## Exercise instructions
Report every line of the records that contains the word "removed".

## Record excerpts
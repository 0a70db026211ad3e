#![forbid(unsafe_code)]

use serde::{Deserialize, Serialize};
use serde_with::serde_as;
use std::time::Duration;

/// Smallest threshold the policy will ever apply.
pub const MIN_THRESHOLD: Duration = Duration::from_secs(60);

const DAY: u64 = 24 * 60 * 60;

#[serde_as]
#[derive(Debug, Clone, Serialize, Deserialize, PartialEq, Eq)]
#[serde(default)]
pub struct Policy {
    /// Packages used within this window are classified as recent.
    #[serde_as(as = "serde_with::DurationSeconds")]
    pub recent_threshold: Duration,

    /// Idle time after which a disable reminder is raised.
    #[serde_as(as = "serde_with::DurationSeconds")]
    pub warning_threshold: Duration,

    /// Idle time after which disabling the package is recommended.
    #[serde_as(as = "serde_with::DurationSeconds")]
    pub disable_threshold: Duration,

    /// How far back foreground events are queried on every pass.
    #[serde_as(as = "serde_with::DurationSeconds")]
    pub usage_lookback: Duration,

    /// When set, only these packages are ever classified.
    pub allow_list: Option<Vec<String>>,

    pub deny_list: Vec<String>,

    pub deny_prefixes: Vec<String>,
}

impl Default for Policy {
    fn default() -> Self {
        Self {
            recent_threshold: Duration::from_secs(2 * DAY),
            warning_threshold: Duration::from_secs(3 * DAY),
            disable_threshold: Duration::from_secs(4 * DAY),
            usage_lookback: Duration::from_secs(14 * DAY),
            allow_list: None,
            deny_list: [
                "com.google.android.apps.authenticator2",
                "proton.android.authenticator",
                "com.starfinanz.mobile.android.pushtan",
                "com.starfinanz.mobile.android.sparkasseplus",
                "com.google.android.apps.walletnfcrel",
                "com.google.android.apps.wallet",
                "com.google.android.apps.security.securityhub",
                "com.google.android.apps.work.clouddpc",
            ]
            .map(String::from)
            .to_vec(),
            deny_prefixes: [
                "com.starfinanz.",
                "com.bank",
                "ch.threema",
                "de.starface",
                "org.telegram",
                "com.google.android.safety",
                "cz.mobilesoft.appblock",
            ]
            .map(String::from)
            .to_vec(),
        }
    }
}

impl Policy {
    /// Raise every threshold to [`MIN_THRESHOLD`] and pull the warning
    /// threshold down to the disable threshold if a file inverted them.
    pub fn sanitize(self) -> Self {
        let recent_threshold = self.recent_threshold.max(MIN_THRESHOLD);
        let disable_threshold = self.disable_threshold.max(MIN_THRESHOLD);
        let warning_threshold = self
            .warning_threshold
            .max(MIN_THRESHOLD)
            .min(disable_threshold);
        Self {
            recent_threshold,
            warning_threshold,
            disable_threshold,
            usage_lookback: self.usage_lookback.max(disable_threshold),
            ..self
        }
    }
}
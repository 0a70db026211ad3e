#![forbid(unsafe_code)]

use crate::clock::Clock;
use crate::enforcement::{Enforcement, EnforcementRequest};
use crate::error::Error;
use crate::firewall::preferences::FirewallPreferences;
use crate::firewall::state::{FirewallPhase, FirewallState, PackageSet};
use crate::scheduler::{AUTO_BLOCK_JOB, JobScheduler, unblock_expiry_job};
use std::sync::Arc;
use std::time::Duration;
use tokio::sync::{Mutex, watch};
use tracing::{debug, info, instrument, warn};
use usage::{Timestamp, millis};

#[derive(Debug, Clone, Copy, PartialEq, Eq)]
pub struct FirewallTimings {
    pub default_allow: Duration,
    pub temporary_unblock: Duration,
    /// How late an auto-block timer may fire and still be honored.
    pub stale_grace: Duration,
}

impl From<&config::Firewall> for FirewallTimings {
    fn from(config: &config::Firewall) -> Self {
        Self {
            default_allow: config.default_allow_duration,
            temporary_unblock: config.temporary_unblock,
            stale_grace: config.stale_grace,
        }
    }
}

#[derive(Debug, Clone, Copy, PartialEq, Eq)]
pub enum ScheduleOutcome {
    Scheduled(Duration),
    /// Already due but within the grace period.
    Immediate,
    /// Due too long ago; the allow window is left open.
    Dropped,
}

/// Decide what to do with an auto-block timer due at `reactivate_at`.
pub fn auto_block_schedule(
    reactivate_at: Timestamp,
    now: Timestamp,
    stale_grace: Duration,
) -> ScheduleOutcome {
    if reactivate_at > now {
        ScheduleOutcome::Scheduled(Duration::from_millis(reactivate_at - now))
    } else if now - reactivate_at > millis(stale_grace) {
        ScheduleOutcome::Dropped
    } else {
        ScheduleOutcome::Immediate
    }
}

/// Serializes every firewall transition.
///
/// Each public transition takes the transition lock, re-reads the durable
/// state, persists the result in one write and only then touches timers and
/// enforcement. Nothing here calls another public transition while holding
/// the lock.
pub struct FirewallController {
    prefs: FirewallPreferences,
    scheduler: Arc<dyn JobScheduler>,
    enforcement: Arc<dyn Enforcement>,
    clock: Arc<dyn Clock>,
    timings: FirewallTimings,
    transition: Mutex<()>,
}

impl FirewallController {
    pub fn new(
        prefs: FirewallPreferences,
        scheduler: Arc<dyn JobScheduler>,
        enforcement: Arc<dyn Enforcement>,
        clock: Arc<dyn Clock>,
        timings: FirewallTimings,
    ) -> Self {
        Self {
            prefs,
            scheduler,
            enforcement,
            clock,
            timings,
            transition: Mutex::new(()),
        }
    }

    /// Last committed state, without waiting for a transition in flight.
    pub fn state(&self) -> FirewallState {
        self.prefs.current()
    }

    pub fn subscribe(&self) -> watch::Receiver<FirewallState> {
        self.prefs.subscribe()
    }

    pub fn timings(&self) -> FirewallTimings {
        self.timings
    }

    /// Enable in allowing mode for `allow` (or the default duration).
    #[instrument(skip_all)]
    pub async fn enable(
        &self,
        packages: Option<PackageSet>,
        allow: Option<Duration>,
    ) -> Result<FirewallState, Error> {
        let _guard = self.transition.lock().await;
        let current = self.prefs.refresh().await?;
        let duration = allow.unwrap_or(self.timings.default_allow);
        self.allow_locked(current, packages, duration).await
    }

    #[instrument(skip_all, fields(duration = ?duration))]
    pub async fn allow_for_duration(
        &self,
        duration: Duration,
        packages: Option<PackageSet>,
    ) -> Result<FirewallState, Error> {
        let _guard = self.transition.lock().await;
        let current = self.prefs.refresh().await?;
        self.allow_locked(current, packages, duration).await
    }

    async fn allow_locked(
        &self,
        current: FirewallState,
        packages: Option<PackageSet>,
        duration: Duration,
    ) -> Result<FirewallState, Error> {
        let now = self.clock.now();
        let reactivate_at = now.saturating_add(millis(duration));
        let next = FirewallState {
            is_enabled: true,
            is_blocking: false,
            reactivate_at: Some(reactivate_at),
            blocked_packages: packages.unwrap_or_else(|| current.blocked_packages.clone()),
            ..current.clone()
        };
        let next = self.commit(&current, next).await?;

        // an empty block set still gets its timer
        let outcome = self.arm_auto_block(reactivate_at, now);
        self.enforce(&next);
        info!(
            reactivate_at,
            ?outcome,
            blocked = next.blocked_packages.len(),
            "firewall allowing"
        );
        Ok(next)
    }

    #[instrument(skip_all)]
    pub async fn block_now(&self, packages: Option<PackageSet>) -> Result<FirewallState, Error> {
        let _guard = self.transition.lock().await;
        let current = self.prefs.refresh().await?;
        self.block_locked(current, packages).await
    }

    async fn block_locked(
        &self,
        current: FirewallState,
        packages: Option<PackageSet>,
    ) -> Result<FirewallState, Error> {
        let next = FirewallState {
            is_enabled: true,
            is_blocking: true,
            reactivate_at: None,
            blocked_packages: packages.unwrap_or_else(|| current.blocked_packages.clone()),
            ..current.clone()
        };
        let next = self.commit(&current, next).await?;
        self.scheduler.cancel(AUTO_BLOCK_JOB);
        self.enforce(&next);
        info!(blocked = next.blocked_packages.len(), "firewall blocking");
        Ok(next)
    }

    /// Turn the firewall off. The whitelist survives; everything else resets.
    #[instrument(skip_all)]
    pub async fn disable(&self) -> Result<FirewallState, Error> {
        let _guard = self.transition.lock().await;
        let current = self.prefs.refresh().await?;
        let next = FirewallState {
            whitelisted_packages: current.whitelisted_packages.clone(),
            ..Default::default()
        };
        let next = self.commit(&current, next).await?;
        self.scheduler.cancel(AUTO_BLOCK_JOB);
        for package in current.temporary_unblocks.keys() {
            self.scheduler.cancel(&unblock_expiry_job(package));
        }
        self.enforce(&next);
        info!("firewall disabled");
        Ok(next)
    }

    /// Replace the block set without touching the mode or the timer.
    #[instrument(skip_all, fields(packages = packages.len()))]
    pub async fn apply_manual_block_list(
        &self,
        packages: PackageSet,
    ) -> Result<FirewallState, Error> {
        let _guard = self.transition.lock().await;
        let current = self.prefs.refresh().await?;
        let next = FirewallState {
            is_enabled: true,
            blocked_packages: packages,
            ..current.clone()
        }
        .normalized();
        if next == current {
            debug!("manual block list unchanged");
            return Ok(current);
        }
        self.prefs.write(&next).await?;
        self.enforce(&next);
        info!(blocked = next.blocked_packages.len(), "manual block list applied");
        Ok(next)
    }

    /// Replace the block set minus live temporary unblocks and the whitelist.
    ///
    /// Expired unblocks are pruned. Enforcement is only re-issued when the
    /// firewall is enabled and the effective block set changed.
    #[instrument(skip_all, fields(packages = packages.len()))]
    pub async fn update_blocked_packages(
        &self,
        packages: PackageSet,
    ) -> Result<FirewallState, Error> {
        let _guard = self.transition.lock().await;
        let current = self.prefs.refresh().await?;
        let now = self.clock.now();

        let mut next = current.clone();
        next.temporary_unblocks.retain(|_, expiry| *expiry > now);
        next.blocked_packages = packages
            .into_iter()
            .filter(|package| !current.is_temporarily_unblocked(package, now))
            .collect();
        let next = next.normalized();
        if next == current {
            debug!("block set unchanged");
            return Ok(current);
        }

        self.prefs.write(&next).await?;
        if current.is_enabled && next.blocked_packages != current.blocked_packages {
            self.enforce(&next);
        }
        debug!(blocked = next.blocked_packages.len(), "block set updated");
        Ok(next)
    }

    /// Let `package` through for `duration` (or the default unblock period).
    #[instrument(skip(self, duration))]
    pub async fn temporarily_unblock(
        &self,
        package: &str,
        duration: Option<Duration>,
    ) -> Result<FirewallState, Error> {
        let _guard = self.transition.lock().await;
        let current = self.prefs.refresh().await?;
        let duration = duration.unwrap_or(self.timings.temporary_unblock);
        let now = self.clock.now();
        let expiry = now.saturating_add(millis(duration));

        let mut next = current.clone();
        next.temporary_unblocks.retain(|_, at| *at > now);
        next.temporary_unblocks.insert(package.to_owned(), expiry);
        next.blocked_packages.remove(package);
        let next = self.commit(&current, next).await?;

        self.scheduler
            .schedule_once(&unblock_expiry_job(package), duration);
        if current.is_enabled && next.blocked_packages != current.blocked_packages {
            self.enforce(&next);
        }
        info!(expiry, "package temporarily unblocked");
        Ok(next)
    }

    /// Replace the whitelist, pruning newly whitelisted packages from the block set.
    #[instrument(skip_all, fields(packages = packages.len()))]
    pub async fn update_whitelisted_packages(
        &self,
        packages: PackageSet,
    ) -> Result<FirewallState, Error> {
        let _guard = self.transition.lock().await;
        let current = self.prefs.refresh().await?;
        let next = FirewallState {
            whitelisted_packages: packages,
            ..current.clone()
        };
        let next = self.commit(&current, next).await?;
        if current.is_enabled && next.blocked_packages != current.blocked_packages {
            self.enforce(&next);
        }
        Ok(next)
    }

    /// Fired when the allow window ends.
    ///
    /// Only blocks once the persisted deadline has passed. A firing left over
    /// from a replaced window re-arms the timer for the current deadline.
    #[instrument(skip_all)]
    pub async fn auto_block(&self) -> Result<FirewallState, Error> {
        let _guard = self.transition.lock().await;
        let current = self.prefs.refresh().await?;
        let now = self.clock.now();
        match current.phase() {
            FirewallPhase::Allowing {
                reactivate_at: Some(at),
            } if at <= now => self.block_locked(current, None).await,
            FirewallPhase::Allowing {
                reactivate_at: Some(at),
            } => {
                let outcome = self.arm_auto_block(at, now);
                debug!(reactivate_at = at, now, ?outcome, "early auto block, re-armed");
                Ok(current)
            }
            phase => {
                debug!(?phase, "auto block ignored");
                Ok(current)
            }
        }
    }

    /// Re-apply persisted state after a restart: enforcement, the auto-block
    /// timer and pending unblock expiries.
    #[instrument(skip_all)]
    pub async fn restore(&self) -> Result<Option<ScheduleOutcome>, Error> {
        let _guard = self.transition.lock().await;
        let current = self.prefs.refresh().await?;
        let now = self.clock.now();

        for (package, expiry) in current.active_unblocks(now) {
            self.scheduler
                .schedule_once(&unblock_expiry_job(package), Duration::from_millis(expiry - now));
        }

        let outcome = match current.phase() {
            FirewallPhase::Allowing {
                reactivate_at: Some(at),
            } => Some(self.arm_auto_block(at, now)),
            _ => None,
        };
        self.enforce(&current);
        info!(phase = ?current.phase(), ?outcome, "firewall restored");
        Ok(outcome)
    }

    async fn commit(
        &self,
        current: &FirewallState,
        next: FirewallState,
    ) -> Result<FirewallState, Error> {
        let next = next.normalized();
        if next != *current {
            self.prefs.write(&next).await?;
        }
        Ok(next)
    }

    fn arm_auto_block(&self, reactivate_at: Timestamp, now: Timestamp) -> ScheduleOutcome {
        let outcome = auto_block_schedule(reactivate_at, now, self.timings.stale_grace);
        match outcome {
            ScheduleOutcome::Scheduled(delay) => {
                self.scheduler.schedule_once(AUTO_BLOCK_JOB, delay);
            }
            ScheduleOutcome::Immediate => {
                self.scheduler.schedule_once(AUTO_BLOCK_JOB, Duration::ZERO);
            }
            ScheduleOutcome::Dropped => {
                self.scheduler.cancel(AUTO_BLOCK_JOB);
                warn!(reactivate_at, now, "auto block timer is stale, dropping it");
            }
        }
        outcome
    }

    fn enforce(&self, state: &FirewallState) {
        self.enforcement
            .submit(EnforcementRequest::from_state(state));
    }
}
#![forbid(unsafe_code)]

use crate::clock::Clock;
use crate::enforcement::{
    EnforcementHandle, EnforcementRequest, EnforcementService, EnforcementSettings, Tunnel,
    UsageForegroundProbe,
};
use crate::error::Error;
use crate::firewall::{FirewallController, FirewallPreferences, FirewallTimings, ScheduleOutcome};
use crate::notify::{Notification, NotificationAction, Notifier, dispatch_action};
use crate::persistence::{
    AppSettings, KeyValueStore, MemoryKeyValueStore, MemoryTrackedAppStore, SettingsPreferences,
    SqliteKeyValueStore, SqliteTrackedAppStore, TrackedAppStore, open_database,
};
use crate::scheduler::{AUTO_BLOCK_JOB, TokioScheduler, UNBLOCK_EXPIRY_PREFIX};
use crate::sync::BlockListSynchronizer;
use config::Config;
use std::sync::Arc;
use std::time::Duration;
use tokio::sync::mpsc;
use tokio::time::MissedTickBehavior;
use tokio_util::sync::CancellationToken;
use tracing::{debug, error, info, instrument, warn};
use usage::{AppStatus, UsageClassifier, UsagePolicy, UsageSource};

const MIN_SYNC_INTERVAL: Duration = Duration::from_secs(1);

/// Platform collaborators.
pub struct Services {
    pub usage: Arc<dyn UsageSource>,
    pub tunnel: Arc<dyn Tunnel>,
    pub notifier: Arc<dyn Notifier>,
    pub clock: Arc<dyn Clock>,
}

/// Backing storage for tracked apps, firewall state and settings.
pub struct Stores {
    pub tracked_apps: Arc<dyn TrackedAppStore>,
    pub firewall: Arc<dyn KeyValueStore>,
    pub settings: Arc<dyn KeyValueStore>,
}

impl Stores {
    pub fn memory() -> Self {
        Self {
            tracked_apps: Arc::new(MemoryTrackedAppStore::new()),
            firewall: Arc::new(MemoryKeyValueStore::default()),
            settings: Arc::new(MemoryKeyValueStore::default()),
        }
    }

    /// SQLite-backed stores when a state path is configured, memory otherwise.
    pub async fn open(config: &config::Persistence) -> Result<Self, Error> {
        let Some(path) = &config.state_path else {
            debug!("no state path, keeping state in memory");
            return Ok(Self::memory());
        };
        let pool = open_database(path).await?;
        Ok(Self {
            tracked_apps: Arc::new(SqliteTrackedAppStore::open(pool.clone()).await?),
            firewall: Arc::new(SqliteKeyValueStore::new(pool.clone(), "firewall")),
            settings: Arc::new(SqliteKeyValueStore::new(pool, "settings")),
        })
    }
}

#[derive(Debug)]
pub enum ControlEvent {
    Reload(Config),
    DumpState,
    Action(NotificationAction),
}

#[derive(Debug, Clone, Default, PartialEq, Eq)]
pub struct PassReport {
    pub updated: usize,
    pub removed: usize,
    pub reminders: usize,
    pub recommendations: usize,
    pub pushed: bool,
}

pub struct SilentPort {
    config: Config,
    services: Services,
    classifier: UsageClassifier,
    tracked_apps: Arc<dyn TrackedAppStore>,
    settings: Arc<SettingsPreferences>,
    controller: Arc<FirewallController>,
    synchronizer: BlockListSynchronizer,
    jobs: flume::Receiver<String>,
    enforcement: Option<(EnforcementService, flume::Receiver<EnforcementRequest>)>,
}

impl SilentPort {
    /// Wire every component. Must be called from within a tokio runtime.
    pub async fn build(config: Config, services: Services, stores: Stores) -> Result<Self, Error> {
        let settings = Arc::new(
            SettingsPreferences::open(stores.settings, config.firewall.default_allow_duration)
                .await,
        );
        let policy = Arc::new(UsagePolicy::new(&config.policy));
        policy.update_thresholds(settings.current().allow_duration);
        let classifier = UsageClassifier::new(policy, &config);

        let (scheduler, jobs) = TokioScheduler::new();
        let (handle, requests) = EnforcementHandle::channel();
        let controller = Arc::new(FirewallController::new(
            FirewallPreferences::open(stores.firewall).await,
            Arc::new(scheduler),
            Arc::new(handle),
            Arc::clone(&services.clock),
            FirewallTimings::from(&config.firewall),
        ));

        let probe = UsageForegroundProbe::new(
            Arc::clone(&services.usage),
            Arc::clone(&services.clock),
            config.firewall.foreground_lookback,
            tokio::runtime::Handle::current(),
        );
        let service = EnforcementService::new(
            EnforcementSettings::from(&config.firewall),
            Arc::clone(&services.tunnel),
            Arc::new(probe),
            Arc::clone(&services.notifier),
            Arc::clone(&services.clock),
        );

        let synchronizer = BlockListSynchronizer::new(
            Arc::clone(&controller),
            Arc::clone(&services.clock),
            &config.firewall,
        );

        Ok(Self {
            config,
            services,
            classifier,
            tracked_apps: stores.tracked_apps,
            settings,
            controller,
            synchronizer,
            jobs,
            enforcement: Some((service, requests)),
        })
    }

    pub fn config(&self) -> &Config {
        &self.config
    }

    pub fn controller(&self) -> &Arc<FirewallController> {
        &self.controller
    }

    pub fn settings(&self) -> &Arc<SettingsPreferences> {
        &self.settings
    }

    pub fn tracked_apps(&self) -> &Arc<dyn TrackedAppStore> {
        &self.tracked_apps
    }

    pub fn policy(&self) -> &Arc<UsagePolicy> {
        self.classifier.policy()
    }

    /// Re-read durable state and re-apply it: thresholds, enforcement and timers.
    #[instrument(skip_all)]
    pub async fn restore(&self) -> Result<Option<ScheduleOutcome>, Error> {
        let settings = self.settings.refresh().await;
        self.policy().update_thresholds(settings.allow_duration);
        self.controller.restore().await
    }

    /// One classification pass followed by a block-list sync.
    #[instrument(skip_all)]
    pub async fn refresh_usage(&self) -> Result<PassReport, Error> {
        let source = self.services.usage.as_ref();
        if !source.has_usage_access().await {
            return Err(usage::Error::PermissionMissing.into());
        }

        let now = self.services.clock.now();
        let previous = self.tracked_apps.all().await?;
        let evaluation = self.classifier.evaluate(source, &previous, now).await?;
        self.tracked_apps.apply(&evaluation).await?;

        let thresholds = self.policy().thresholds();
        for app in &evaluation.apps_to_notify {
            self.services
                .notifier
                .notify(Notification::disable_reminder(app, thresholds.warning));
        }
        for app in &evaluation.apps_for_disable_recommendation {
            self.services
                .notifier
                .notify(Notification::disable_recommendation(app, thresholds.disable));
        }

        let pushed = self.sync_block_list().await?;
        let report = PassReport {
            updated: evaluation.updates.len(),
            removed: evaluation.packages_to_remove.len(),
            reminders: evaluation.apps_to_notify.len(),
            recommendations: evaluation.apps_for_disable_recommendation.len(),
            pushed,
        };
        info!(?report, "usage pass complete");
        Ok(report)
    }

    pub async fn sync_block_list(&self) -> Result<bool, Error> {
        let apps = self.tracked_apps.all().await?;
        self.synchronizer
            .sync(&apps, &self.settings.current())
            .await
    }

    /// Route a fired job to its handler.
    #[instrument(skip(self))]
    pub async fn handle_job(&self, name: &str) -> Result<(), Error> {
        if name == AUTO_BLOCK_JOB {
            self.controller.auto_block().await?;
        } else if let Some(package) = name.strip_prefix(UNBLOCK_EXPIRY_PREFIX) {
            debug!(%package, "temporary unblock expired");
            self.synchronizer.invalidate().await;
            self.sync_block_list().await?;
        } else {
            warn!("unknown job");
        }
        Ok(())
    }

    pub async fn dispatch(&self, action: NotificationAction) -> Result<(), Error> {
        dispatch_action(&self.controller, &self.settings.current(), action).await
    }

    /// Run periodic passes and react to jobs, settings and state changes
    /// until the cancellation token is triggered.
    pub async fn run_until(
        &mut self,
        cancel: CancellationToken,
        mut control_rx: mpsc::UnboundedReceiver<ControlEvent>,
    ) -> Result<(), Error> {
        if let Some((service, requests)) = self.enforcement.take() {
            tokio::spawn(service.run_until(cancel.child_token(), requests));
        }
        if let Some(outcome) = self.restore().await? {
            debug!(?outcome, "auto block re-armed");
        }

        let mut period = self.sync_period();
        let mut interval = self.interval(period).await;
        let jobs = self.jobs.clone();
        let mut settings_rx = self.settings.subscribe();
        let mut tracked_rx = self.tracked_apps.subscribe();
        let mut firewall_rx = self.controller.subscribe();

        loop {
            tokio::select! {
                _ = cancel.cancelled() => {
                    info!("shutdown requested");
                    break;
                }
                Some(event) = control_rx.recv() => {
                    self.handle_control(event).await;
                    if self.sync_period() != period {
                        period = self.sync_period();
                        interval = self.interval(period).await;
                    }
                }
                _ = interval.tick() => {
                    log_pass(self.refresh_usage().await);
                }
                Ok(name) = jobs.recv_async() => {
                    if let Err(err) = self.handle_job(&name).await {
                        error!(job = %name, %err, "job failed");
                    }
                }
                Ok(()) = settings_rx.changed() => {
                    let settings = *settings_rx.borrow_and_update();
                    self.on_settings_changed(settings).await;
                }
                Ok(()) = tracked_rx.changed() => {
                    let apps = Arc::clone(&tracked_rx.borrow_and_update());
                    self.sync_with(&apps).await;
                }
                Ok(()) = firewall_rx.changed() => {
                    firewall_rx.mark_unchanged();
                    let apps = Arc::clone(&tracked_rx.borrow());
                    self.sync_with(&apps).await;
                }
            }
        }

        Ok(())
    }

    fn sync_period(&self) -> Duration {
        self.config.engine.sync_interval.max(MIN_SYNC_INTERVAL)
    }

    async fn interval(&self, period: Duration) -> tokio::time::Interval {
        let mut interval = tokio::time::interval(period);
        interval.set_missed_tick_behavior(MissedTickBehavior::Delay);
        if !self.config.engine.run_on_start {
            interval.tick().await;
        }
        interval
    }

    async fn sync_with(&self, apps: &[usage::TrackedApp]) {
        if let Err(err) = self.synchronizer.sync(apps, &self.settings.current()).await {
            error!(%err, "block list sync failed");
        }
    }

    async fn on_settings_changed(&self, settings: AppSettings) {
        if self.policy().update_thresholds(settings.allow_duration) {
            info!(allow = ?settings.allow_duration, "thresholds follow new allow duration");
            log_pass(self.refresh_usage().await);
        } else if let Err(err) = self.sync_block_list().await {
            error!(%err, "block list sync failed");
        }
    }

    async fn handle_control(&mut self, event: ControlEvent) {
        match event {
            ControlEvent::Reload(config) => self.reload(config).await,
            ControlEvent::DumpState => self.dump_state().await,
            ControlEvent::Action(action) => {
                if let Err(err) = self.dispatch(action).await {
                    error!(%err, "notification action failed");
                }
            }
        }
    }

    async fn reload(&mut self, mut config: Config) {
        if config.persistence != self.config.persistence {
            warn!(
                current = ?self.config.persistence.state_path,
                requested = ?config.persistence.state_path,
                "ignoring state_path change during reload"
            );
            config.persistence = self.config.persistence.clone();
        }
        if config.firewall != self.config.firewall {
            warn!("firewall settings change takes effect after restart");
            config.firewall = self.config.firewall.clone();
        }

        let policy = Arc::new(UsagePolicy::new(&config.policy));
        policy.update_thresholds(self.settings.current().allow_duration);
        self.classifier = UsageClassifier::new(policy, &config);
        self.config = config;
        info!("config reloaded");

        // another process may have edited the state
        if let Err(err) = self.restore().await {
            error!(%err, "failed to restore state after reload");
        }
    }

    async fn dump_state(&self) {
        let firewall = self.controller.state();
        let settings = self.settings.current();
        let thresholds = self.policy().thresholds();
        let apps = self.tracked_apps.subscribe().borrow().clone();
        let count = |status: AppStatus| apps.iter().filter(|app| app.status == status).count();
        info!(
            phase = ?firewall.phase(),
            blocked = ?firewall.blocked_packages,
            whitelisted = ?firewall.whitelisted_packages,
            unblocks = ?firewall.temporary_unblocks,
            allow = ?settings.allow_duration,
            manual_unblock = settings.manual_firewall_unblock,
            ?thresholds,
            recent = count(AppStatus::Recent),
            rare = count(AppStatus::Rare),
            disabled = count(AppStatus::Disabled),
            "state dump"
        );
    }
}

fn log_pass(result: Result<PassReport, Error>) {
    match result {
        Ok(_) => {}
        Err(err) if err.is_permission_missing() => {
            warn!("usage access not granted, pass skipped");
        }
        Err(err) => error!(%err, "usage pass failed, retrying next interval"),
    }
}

## Completed task
    pub removed: usize,
            removed: evaluation.packages_to_remove.len(),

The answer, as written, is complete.